=== Section Start ===

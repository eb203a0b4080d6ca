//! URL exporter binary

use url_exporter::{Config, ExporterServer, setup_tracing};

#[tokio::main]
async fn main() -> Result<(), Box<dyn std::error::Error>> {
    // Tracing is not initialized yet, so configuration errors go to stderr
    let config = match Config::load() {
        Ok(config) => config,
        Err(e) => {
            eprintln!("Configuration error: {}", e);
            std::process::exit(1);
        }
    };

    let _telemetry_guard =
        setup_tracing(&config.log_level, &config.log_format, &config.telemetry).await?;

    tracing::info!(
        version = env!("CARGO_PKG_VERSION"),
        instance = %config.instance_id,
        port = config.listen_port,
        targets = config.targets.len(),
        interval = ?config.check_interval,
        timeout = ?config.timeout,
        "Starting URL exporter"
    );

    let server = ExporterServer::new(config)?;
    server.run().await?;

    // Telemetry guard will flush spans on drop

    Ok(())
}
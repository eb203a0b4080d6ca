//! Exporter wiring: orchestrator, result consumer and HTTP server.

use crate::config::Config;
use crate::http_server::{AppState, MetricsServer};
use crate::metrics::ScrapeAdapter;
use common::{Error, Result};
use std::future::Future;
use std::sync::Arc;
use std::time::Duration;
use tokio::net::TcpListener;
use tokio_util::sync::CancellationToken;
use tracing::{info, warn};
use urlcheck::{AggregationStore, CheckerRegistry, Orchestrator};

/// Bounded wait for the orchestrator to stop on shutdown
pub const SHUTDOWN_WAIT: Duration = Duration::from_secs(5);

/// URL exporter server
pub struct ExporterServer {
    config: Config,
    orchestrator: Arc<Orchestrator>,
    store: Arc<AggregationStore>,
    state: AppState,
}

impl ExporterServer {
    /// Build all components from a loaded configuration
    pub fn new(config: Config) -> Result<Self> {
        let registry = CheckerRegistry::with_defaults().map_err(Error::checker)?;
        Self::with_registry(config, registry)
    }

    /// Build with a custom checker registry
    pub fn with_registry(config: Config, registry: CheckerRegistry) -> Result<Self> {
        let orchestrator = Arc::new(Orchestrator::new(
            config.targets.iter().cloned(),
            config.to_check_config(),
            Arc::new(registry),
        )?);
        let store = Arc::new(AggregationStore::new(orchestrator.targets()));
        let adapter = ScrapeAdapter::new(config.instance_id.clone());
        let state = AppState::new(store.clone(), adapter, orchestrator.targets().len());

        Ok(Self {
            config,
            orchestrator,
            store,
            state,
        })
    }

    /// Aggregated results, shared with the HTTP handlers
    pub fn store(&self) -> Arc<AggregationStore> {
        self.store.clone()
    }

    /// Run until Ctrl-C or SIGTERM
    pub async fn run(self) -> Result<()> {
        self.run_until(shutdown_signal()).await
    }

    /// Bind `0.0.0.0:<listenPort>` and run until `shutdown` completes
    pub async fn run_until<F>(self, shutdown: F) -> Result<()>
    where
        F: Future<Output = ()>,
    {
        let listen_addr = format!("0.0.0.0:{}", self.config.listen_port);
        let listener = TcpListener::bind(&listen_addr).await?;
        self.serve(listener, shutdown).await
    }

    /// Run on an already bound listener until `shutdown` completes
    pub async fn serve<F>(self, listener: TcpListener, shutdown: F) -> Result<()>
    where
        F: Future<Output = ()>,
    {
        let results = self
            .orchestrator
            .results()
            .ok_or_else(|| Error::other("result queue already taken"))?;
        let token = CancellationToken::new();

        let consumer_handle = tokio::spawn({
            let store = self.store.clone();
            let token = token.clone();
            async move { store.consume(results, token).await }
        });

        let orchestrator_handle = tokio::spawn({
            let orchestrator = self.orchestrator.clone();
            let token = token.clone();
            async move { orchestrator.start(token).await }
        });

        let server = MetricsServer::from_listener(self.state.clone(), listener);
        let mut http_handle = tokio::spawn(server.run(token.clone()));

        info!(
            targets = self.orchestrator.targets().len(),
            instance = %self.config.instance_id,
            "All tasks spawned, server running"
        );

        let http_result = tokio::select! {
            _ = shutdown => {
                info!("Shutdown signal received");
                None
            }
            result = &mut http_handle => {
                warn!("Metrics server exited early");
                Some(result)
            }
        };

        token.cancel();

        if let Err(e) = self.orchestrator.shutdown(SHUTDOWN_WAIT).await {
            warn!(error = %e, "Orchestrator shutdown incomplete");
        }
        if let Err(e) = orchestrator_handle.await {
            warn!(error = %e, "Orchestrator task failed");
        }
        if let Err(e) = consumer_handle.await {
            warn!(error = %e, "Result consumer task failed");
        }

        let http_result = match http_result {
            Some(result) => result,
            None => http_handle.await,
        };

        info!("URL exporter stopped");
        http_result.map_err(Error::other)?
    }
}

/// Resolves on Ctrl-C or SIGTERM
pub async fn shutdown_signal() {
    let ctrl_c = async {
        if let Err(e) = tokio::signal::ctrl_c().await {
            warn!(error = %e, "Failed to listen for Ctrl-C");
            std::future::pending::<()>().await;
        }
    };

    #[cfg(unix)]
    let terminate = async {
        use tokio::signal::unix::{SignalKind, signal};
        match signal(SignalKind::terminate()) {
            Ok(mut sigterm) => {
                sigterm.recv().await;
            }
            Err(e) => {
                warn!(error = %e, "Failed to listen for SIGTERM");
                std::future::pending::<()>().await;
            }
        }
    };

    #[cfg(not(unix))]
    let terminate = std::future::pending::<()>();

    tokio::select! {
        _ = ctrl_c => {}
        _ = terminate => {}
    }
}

=== Section End ===
=== Section Start ===

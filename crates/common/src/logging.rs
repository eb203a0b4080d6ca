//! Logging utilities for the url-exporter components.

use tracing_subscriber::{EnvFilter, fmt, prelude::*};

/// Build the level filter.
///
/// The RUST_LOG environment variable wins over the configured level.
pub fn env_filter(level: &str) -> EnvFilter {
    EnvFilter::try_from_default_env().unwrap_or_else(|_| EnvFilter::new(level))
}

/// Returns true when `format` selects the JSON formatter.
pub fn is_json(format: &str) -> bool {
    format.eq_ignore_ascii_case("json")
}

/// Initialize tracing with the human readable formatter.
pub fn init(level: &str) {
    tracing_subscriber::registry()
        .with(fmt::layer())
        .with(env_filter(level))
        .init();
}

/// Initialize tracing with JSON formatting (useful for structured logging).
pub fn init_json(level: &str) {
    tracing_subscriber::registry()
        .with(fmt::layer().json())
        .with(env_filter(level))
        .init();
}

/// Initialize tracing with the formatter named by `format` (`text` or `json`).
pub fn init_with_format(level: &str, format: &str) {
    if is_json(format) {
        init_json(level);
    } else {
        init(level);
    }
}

=== Section End ===

> Required work: Every line above that holds the string "ScrapeAdapter" should be copied into the answer.

> Solution to the problem:
use crate::metrics::ScrapeAdapter;
        let adapter = ScrapeAdapter::new(config.instance_id.clone());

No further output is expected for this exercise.